[Stored data]
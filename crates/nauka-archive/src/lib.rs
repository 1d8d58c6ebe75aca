//! Corpus archive: one `{"text": ..., "meta": {...}}` JSON object per line,
//! gzip-compressed.
//!
//! Records stream into a `.part` file in the data directory. Committing
//! finishes the gzip stream and renames it to `data_<timestamp>.jsonl.gz`;
//! only files with that extension are complete archives.

use std::fs::File;
use std::io::{BufRead, BufReader, BufWriter, Write};
use std::path::{Path, PathBuf};
use std::time::{SystemTime, UNIX_EPOCH};

use flate2::Compression;
use flate2::read::GzDecoder;
use flate2::write::GzEncoder;
use serde::{Deserialize, Serialize};

use nauka_core::{ArchiveError, ArchiveSink, DocumentStats};

#[derive(Serialize)]
struct RecordRef<'a> {
    text: &'a str,
    meta: &'a DocumentStats,
}

/// One line of a committed archive.
#[derive(Debug, Clone, PartialEq, Eq, Deserialize)]
pub struct ArchiveRecord {
    pub text: String,
    pub meta: DocumentStats,
}

/// Append-only gzip JSONL writer implementing [`ArchiveSink`].
pub struct JsonlArchive {
    data_dir: PathBuf,
    part_path: PathBuf,
    writer: Option<GzEncoder<BufWriter<File>>>,
    records: u64,
}

impl JsonlArchive {
    /// Start a new archive chunk in `data_dir`, creating the directory if needed.
    pub fn create(data_dir: impl Into<PathBuf>) -> Result<Self, ArchiveError> {
        let data_dir = data_dir.into();
        std::fs::create_dir_all(&data_dir)?;
        let part_path = data_dir.join(format!("current_chunk_{}.jsonl.gz.part", std::process::id()));
        let file = File::create(&part_path)?;
        tracing::debug!(path = %part_path.display(), "archive chunk opened");

        Ok(Self {
            data_dir,
            part_path,
            writer: Some(GzEncoder::new(BufWriter::new(file), Compression::default())),
            records: 0,
        })
    }

    /// Records added so far.
    pub fn records(&self) -> u64 {
        self.records
    }

    fn committed_path(&self) -> PathBuf {
        let secs = SystemTime::now()
            .duration_since(UNIX_EPOCH)
            .map(|d| d.as_secs())
            .unwrap_or(0);
        self.data_dir.join(format!("data_{}_{}.jsonl.gz", secs, std::process::id()))
    }
}

impl ArchiveSink for JsonlArchive {
    fn add(&mut self, text: &str, meta: &DocumentStats) -> Result<(), ArchiveError> {
        let writer = self.writer.as_mut().ok_or(ArchiveError::Committed)?;
        serde_json::to_writer(&mut *writer, &RecordRef { text, meta })?;
        writer.write_all(b"\n")?;
        self.records += 1;
        Ok(())
    }

    fn commit(&mut self) -> Result<PathBuf, ArchiveError> {
        let writer = self.writer.take().ok_or(ArchiveError::Committed)?;
        let file = writer
            .finish()?
            .into_inner()
            .map_err(|e| e.into_error())?;
        file.sync_all()?;
        drop(file);

        let path = self.committed_path();
        std::fs::rename(&self.part_path, &path)?;
        tracing::info!(path = %path.display(), records = self.records, "archive committed");
        Ok(path)
    }
}

impl Drop for JsonlArchive {
    fn drop(&mut self) {
        // An uncommitted chunk is never a valid archive.
        if self.writer.take().is_some()
            && let Err(e) = std::fs::remove_file(&self.part_path)
        {
            tracing::warn!(path = %self.part_path.display(), error = %e, "failed to remove archive chunk");
        }
    }
}

/// Read every record of a committed archive.
pub fn read_records(path: &Path) -> Result<Vec<ArchiveRecord>, ArchiveError> {
    let reader = BufReader::new(GzDecoder::new(File::open(path)?));
    let mut records = Vec::new();
    for line in reader.lines() {
        let line = line?;
        if line.is_empty() {
            continue;
        }
        records.push(serde_json::from_str(&line)?);
    }
    Ok(records)
}
//! Record filter: keeps records in the target language that link a PDF.

use crate::CatalogEntry;
use crate::xml_parser::OaiRecord;

pub const PDF_MIME_TYPE: &str = "application/pdf";

/// Why a record did not become a [`CatalogEntry`].
#[derive(Debug, Clone, PartialEq, Eq)]
pub enum RecordRejection {
    Deleted,
    MissingLanguage,
    WrongLanguage(String),
    NoPdfLink,
    NoTitle,
}

/// Language and format criteria applied to every catalog record.
#[derive(Debug, Clone, PartialEq, Eq)]
pub struct RecordFilter {
    /// Required value of the record language (ISO 639-2, e.g. `pol`).
    pub language: String,
    /// Preferred `xml:lang` of the title (ISO 639-1, e.g. `pl`).
    pub title_language: String,
    pub mime_type: String,
}

impl Default for RecordFilter {
    fn default() -> Self {
        Self::new("pol", "pl")
    }
}

impl RecordFilter {
    pub fn new(language: impl Into<String>, title_language: impl Into<String>) -> Self {
        Self {
            language: language.into(),
            title_language: title_language.into(),
            mime_type: PDF_MIME_TYPE.to_string(),
        }
    }

    /// Apply the filter to one record.
    ///
    /// The first file with a matching MIME type is used. The title tagged
    /// with `title_language` wins; otherwise the first untagged title, and
    /// failing that the first title in any language.
    pub fn select_entry(&self, record: &OaiRecord) -> Result<CatalogEntry, RecordRejection> {
        if record.deleted {
            return Err(RecordRejection::Deleted);
        }

        match record.language.as_deref().map(str::trim) {
            None | Some("") => return Err(RecordRejection::MissingLanguage),
            Some(lang) if lang != self.language => {
                return Err(RecordRejection::WrongLanguage(lang.to_string()));
            }
            Some(_) => {}
        }

        let file = record
            .files
            .iter()
            .find(|f| f.mime_type.as_deref() == Some(self.mime_type.as_str()))
            .ok_or(RecordRejection::NoPdfLink)?;

        let tagged = record.titles.iter().find(|t| {
            t.lang
                .as_deref()
                .is_some_and(|l| l.eq_ignore_ascii_case(&self.title_language))
        });
        let untagged = || record.titles.iter().find(|t| t.lang.is_none());
        let title = tagged
            .or_else(untagged)
            .or_else(|| record.titles.first())
            .ok_or(RecordRejection::NoTitle)?;

        Ok(CatalogEntry::new(file.url.clone(), title.text.clone()))
    }
}
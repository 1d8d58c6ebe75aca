use std::collections::HashMap;
use std::io::Write;
use std::sync::atomic::{AtomicU64, Ordering};
use std::sync::{Arc, Mutex};
use std::time::Duration;

use indicatif::{HumanBytes, HumanCount, MultiProgress, ProgressBar, ProgressStyle};
use nauka_core::{CatalogEntry, CrawlSummary, HarvestReport, ProgressEvent, ProgressFn};
use nauka_oai::RepositoryOutcome;
use owo_colors::OwoColorize;

/// Whether to use colored output.
#[derive(Debug, Clone, Copy)]
pub struct ColorMode(pub bool);

impl ColorMode {
    pub fn enabled(&self) -> bool {
        self.0
    }
}

/// Live progress display for a harvest: one summary spinner plus one line per
/// active worker.
pub struct HarvestProgress {
    multi: MultiProgress,
    main: ProgressBar,
    workers: Mutex<HashMap<usize, ProgressBar>>,
    accepted: AtomicU64,
    rejected: AtomicU64,
    bytes: AtomicU64,
    idle_style: ProgressStyle,
    download_style: ProgressStyle,
}

impl HarvestProgress {
    pub fn new() -> Arc<Self> {
        let multi = MultiProgress::new();
        let main = multi.add(ProgressBar::new_spinner());
        main.set_style(ProgressStyle::with_template("{spinner:.green} [{elapsed_precise}] {msg}").unwrap());
        main.set_message("Loading robots.txt and catalog...");
        main.enable_steady_tick(Duration::from_millis(120));

        Arc::new(Self {
            multi,
            main,
            workers: Mutex::new(HashMap::new()),
            accepted: AtomicU64::new(0),
            rejected: AtomicU64::new(0),
            bytes: AtomicU64::new(0),
            idle_style: ProgressStyle::with_template("  {spinner:.cyan} {prefix} {msg} {bytes}")
                .unwrap(),
            download_style: ProgressStyle::with_template(
                "  {spinner:.cyan} {prefix} {msg} [{bar:30.cyan/dim}] {bytes}/{total_bytes}",
            )
            .unwrap()
            .progress_chars("=> "),
        })
    }

    pub fn callback(self: &Arc<Self>) -> ProgressFn {
        let this = Arc::clone(self);
        Arc::new(move |event| this.handle(event))
    }

    fn worker_bar(&self, worker: usize) -> ProgressBar {
        let mut workers = self.workers.lock().unwrap_or_else(|e| e.into_inner());
        workers
            .entry(worker)
            .or_insert_with(|| {
                let bar = self.multi.add(ProgressBar::new(0));
                bar.set_style(self.idle_style.clone());
                bar.set_prefix(format!("#{}", worker));
                bar.enable_steady_tick(Duration::from_millis(120));
                bar
            })
            .clone()
    }

    fn update_counts(&self) {
        self.main.set_message(format!(
            "{} accepted, {} rejected, {} downloaded",
            HumanCount(self.accepted.load(Ordering::Relaxed)),
            HumanCount(self.rejected.load(Ordering::Relaxed)),
            HumanBytes(self.bytes.load(Ordering::Relaxed)),
        ));
    }

    fn handle(&self, event: ProgressEvent) {
        match event {
            ProgressEvent::Processing { worker, title, .. } => {
                let bar = self.worker_bar(worker);
                bar.set_style(self.idle_style.clone());
                bar.set_length(0);
                bar.set_position(0);
                bar.set_message(truncate(&title, 40));
            }
            ProgressEvent::Downloading {
                worker,
                bytes_downloaded,
                total_bytes,
                ..
            } => {
                let bar = self.worker_bar(worker);
                if let Some(total) = total_bytes
                    && bar.length() != Some(total)
                {
                    bar.set_length(total);
                    bar.set_style(self.download_style.clone());
                }
                let previous = bar.position();
                bar.set_position(bytes_downloaded);
                self.bytes
                    .fetch_add(bytes_downloaded.saturating_sub(previous), Ordering::Relaxed);
            }
            ProgressEvent::Accepted { .. } => {
                self.accepted.fetch_add(1, Ordering::Relaxed);
                self.update_counts();
            }
            ProgressEvent::Rejected { .. } => {
                self.rejected.fetch_add(1, Ordering::Relaxed);
                self.update_counts();
            }
            ProgressEvent::Finalizing => {
                let workers = self.workers.lock().unwrap_or_else(|e| e.into_inner());
                for bar in workers.values() {
                    bar.finish_and_clear();
                }
                self.main.set_message("Writing archive and manifest...");
            }
        }
    }

    pub fn finish(&self) {
        self.main.finish_and_clear();
    }
}

/// Print the final harvest summary.
pub fn print_harvest_summary(
    w: &mut dyn Write,
    report: &HarvestReport,
    cancelled: bool,
    color: ColorMode,
) -> std::io::Result<()> {
    let totals = &report.run.totals;

    writeln!(w)?;
    let sep = "=".repeat(60);
    if color.enabled() {
        writeln!(w, "{}", sep.bold())?;
        writeln!(w, "{}", "SUMMARY".bold())?;
        writeln!(w, "{}", sep.bold())?;
    } else {
        writeln!(w, "{}", sep)?;
        writeln!(w, "SUMMARY")?;
        writeln!(w, "{}", sep)?;
    }

    if cancelled {
        let msg = "Interrupted: the corpus below is partial.";
        if color.enabled() {
            writeln!(w, "  {}", msg.yellow())?;
        } else {
            writeln!(w, "  {}", msg)?;
        }
    }

    writeln!(
        w,
        "  Catalog entries: {} from {} pages",
        report.crawl.entries(),
        report.crawl.pages()
    )?;
    if color.enabled() {
        writeln!(w, "  {} {}", "Accepted:".green(), totals.documents)?;
    } else {
        writeln!(w, "  Accepted: {}", totals.documents)?;
    }
    let rejected = report.run.rejected();
    if rejected > 0 {
        if color.enabled() {
            writeln!(w, "  {} {}", "Rejected:".yellow(), rejected)?;
        } else {
            writeln!(w, "  Rejected: {}", rejected)?;
        }
        for (reason, count) in &report.run.rejections {
            let msg = format!("{}: {}", reason.replace('_', " "), count);
            if color.enabled() {
                writeln!(w, "    {}", msg.dimmed())?;
            } else {
                writeln!(w, "    {}", msg)?;
            }
        }
    }
    writeln!(w)?;
    writeln!(
        w,
        "  Characters: {}  Words: {}  Sentences: {}",
        HumanCount(totals.characters),
        HumanCount(totals.words),
        HumanCount(totals.sentences)
    )?;
    writeln!(
        w,
        "  Nouns: {}  Verbs: {}  Punctuation: {}  Symbols: {}",
        HumanCount(totals.nouns),
        HumanCount(totals.verbs),
        HumanCount(totals.punctuations),
        HumanCount(totals.symbols)
    )?;
    writeln!(w)?;
    writeln!(
        w,
        "  Archive:  {} ({})",
        report.run.archive_path.display(),
        HumanBytes(report.run.manifest.file_size)
    )?;
    writeln!(w, "  Manifest: {}", report.run.manifest_path.display())?;

    print_repository_problems(w, &report.crawl, color)?;
    writeln!(w)?;
    Ok(())
}

/// Print one qualifying catalog entry (dry run).
pub fn print_entry(
    w: &mut dyn Write,
    index: u64,
    entry: &CatalogEntry,
    color: ColorMode,
) -> std::io::Result<()> {
    if color.enabled() {
        writeln!(w, "[{}] {}", index, truncate(&entry.title, 70).bold())?;
        writeln!(w, "     {}", entry.download_url.dimmed())?;
    } else {
        writeln!(w, "[{}] {}", index, truncate(&entry.title, 70))?;
        writeln!(w, "     {}", entry.download_url)?;
    }
    Ok(())
}

/// Print per-repository results of a catalog crawl.
pub fn print_crawl_summary(
    w: &mut dyn Write,
    summary: &CrawlSummary,
    color: ColorMode,
) -> std::io::Result<()> {
    writeln!(w)?;
    for repo in &summary.repositories {
        let line = format!(
            "{}: {} pages, {} records, {} qualifying",
            repo.repository, repo.pages, repo.records, repo.entries
        );
        if color.enabled() {
            writeln!(w, "  {}", line.bold())?;
        } else {
            writeln!(w, "  {}", line)?;
        }
    }
    print_repository_problems(w, summary, color)?;
    Ok(())
}

fn print_repository_problems(
    w: &mut dyn Write,
    summary: &CrawlSummary,
    color: ColorMode,
) -> std::io::Result<()> {
    for repo in &summary.repositories {
        let problem = match &repo.outcome {
            RepositoryOutcome::Exhausted | RepositoryOutcome::ReceiverClosed => continue,
            RepositoryOutcome::Abandoned(reason) => format!("abandoned: {}", reason),
            RepositoryOutcome::Disallowed => "disallowed by robots.txt".to_string(),
            RepositoryOutcome::Cancelled => "cancelled".to_string(),
        };
        let msg = format!("Repository {} {}", repo.repository, problem);
        if color.enabled() {
            writeln!(w, "  {}", msg.red())?;
        } else {
            writeln!(w, "  {}", msg)?;
        }
    }
    Ok(())
}

fn truncate(s: &str, max: usize) -> String {
    if s.chars().count() > max {
        let cut: String = s.chars().take(max).collect();
        format!("{}...", cut)
    } else {
        s.to_string()
    }
}
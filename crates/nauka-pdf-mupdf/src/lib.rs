use std::path::Path;

use mupdf::{Document, Page, TextPageFlags};

use nauka_core::{BackendError, ExtractedText, TextExtractor};

/// MuPDF-based implementation of [`TextExtractor`].
///
/// This crate is the sole AGPL island: it isolates the mupdf dependency
/// (which is AGPL-3.0) so that the rest of the harvester does not
/// transitively depend on it.
///
/// Every text block of every page is kept, in reading order. Pages that
/// MuPDF cannot load or lay out are skipped and counted in
/// [`ExtractedText::failed_pages`].
#[derive(Debug, Clone, Copy, Default)]
pub struct MupdfBackend;

impl MupdfBackend {
    pub fn new() -> Self {
        Self
    }
}

fn page_text(page: &Page) -> Result<String, mupdf::Error> {
    let text_page = page.to_text_page(TextPageFlags::empty())?;

    let mut text = String::new();
    for block in text_page.blocks() {
        for line in block.lines() {
            text.extend(line.chars().map(|c| c.char().unwrap_or('\u{FFFD}')));
            text.push('\n');
        }
    }
    Ok(text)
}

impl TextExtractor for MupdfBackend {
    fn extract_text(&self, path: &Path) -> Result<ExtractedText, BackendError> {
        let path_str = path
            .to_str()
            .ok_or_else(|| BackendError::OpenError("invalid path encoding".into()))?;

        let document =
            Document::open(path_str).map_err(|e| BackendError::OpenError(e.to_string()))?;

        let mut extracted = ExtractedText::default();
        for (index, page_result) in document
            .pages()
            .map_err(|e| BackendError::ExtractionError(e.to_string()))?
            .enumerate()
        {
            extracted.pages += 1;
            match page_result.and_then(|page| page_text(&page)) {
                Ok(text) => extracted.text.push_str(&text),
                Err(e) => {
                    tracing::debug!(page = index, error = %e, "skipping unreadable page");
                    extracted.failed_pages += 1;
                }
            }
        }

        Ok(extracted)
    }
}
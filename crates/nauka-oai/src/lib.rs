//! OAI-PMH catalog client for bibliotekanauki.pl.
//!
//! Walks the `ListRecords` listing of one or more repositories page by page,
//! following resumption tokens, and turns every record that passes the
//! language/format filter into a [`CatalogEntry`]. Entries are pushed into a
//! bounded channel so that downstream workers can start on the first page
//! while the rest of the catalog is still being listed.

pub mod crawler;
pub mod filter;
pub mod xml_parser;

use serde::Serialize;
use thiserror::Error;

pub use crawler::{
    CatalogCrawler, CatalogStream, CrawlSummary, CrawlerConfig, RepositoryOutcome,
    RepositorySummary, UrlGate,
};
pub use filter::{PDF_MIME_TYPE, RecordFilter, RecordRejection};
pub use xml_parser::{FileLink, ListRecordsPage, OaiRecord, ProtocolError, TitleEntry};

/// Default catalog host.
pub const DEFAULT_BASE_URL: &str = "https://bibliotekanauki.pl";

/// Metadata format requested on the first page of every repository.
pub const DEFAULT_METADATA_PREFIX: &str = "oai_openaire";

/// Repositories harvested when none are configured, in crawl order.
pub const DEFAULT_REPOSITORIES: &[&str] = &["books", "chapters", "articles"];

#[derive(Error, Debug)]
pub enum OaiError {
    #[error("HTTP request error: {0}")]
    Http(#[from] reqwest::Error),
    #[error("HTTP error: {0}")]
    Status(reqwest::StatusCode),
    #[error("parse error: {0}")]
    Parse(String),
    #[error("OAI-PMH error {code}: {message}")]
    Protocol { code: String, message: String },
    #[error("invalid catalog URL: {0}")]
    Url(#[from] url::ParseError),
}

/// A downloadable document found in the catalog.
#[derive(Debug, Clone, PartialEq, Eq, Serialize)]
pub struct CatalogEntry {
    pub download_url: String,
    pub title: String,
}

impl CatalogEntry {
    pub fn new(download_url: impl Into<String>, title: impl Into<String>) -> Self {
        Self {
            download_url: download_url.into(),
            title: title.into(),
        }
    }
}
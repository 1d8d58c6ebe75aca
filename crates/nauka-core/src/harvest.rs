//! Wiring of crawler, worker pool and aggregator for one run.

use std::path::Path;
use std::sync::Arc;

use nauka_oai::CrawlSummary;
use tokio_util::sync::CancellationToken;

use crate::aggregator::{Aggregator, RunReport};
use crate::backend::ArchiveSink;
use crate::pool::{DocumentPool, WorkerFactory};
use crate::{Config, CoreError, ProgressFn};

/// Everything a finished run knows about itself.
#[derive(Debug, Clone)]
pub struct HarvestReport {
    pub crawl: CrawlSummary,
    pub run: RunReport,
}

pub(crate) async fn run<S: ArchiveSink + 'static>(
    config: &Config,
    factory: Arc<dyn WorkerFactory>,
    sink: S,
    progress: ProgressFn,
    cancel: CancellationToken,
) -> Result<HarvestReport, CoreError> {
    let crawler = config.catalog_crawler(config.http_client()?).await;

    tracing::info!(
        repositories = ?config.repositories,
        workers = config.num_workers,
        "starting harvest"
    );

    let stream = crawler.spawn(
        config.repositories.clone(),
        config.queue_capacity(),
        cancel.clone(),
    );
    let pool = DocumentPool::new(stream.entries, factory, config.num_workers, cancel.clone());
    let results = pool.results();

    let mut aggregator = Aggregator::new(sink, progress);
    let mut failure = None;
    while let Ok(result) = results.recv().await {
        if failure.is_some() {
            // Draining in-flight documents so the workers can exit.
            continue;
        }
        if let Err(e) = aggregator.ingest(result) {
            tracing::error!(error = %e, "archive write failed, stopping harvest");
            cancel.cancel();
            failure = Some(e);
        }
    }
    drop(results);
    pool.join().await;
    remove_downloads(&config.downloads_dir());

    let crawl = stream.handle.await;
    if let Some(e) = failure {
        return Err(e);
    }
    let crawl = crawl.map_err(|e| CoreError::Task(format!("crawler task failed: {}", e)))?;

    if cancel.is_cancelled() {
        tracing::warn!("harvest cancelled, publishing partial corpus");
    }

    let target = config.publish_target();
    let run = tokio::task::spawn_blocking(move || aggregator.finalize(&target))
        .await
        .map_err(|e| CoreError::Task(format!("finalize task failed: {}", e)))??;

    Ok(HarvestReport { crawl, run })
}

fn remove_downloads(downloads: &Path) {
    if downloads.exists()
        && let Err(e) = std::fs::remove_dir_all(downloads)
    {
        tracing::warn!(path = %downloads.display(), error = %e, "failed to remove download directory");
    }
}
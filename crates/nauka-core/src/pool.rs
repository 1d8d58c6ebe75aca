//! Fixed-size worker pool between the catalog stream and the aggregator.
//!
//! Each worker task owns one [`Worker`] built by the [`WorkerFactory`] and
//! pulls entries from the shared bounded catalog channel, so the number of
//! documents in flight is bounded by the worker count plus the two channel
//! capacities. Results come back in completion order.

use std::future::Future;
use std::pin::Pin;
use std::sync::Arc;

use tokio::task::JoinHandle;
use tokio_util::sync::CancellationToken;

use crate::pipeline::Worker;
use crate::{CatalogEntry, DocumentResult};

/// Creates the private context for one worker task.
pub trait WorkerFactory: Send + Sync {
    fn build(&self, id: usize) -> Pin<Box<dyn Future<Output = Worker> + Send + '_>>;
}

/// A running pool of worker tasks.
pub struct DocumentPool {
    results: async_channel::Receiver<DocumentResult>,
    handle: JoinHandle<()>,
}

impl DocumentPool {
    /// Start `num_workers` tasks consuming `entries`.
    ///
    /// Workers stop when `entries` is closed and drained, when `cancel`
    /// fires (the document in hand is still finished), or when the results
    /// receiver is dropped.
    pub fn new(
        entries: async_channel::Receiver<CatalogEntry>,
        factory: Arc<dyn WorkerFactory>,
        num_workers: usize,
        cancel: CancellationToken,
    ) -> Self {
        let num_workers = num_workers.max(1);
        let (result_tx, result_rx) = async_channel::bounded::<DocumentResult>(num_workers);

        let handle = tokio::spawn(async move {
            let mut worker_handles = Vec::with_capacity(num_workers);
            for id in 0..num_workers {
                worker_handles.push(tokio::spawn(worker_loop(
                    id,
                    entries.clone(),
                    factory.clone(),
                    result_tx.clone(),
                    cancel.clone(),
                )));
            }

            // Workers hold the last senders; results close when they all exit.
            drop(entries);
            drop(result_tx);

            for h in worker_handles {
                if let Err(e) = h.await {
                    tracing::error!(error = %e, "worker task failed");
                }
            }
        });

        Self {
            results: result_rx,
            handle,
        }
    }

    /// Receiver of per-document results. Closed once every worker has exited.
    pub fn results(&self) -> async_channel::Receiver<DocumentResult> {
        self.results.clone()
    }

    /// Wait for all worker tasks to finish.
    pub async fn join(self) {
        drop(self.results);
        let _ = self.handle.await;
    }
}

async fn worker_loop(
    id: usize,
    entries: async_channel::Receiver<CatalogEntry>,
    factory: Arc<dyn WorkerFactory>,
    result_tx: async_channel::Sender<DocumentResult>,
    cancel: CancellationToken,
) {
    let mut worker = factory.build(id).await;
    tracing::debug!(worker = id, "worker ready");

    let mut processed = 0usize;
    loop {
        let entry = tokio::select! {
            biased;
            _ = cancel.cancelled() => break,
            next = entries.recv() => match next {
                Ok(entry) => entry,
                Err(_) => break,
            },
        };

        let result = worker.process(entry).await;
        processed += 1;
        if result_tx.send(result).await.is_err() {
            break;
        }
    }

    tracing::debug!(worker = id, processed, "worker finished");
}
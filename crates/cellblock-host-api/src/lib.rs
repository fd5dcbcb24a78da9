//! Host interface traits for cellblockd
//!
//! This crate defines the interface between the prisoner engine and the game
//! host it runs against: who is online and where, how to move them, how to
//! change their permission groups, and where to send notifications. It
//! contains no host-specific code itself.

mod mock;
mod null;
mod traits;

pub use mock::*;
pub use null::*;
pub use traits::*;
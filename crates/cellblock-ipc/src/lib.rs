//! IPC layer for cellblockd
//!
//! Provides:
//! - Unix domain socket server shared by the game host bridge and admin tools
//! - NDJSON (newline-delimited JSON) protocol
//! - Event fan-out to subscribed connections
//! - Peer UID roles

mod client;
mod hub;
mod server;

pub use client::*;
pub use hub::*;
pub use server::*;

use thiserror::Error;

/// IPC errors
#[derive(Debug, Error)]
pub enum IpcError {
    #[error("IO error: {0}")]
    Io(#[from] std::io::Error),

    #[error("JSON error: {0}")]
    Json(#[from] serde_json::Error),

    #[error("Connection closed")]
    ConnectionClosed,

    #[error("Server error: {0}")]
    ServerError(String),

    #[error("Reply to request {0} arrived out of order")]
    UnexpectedReply(u64),
}

pub type IpcResult<T> = Result<T, IpcError>;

[Task instructions] Among the records above, count the lines that include the word "find" and state the number by itself.

[Output of the task] 3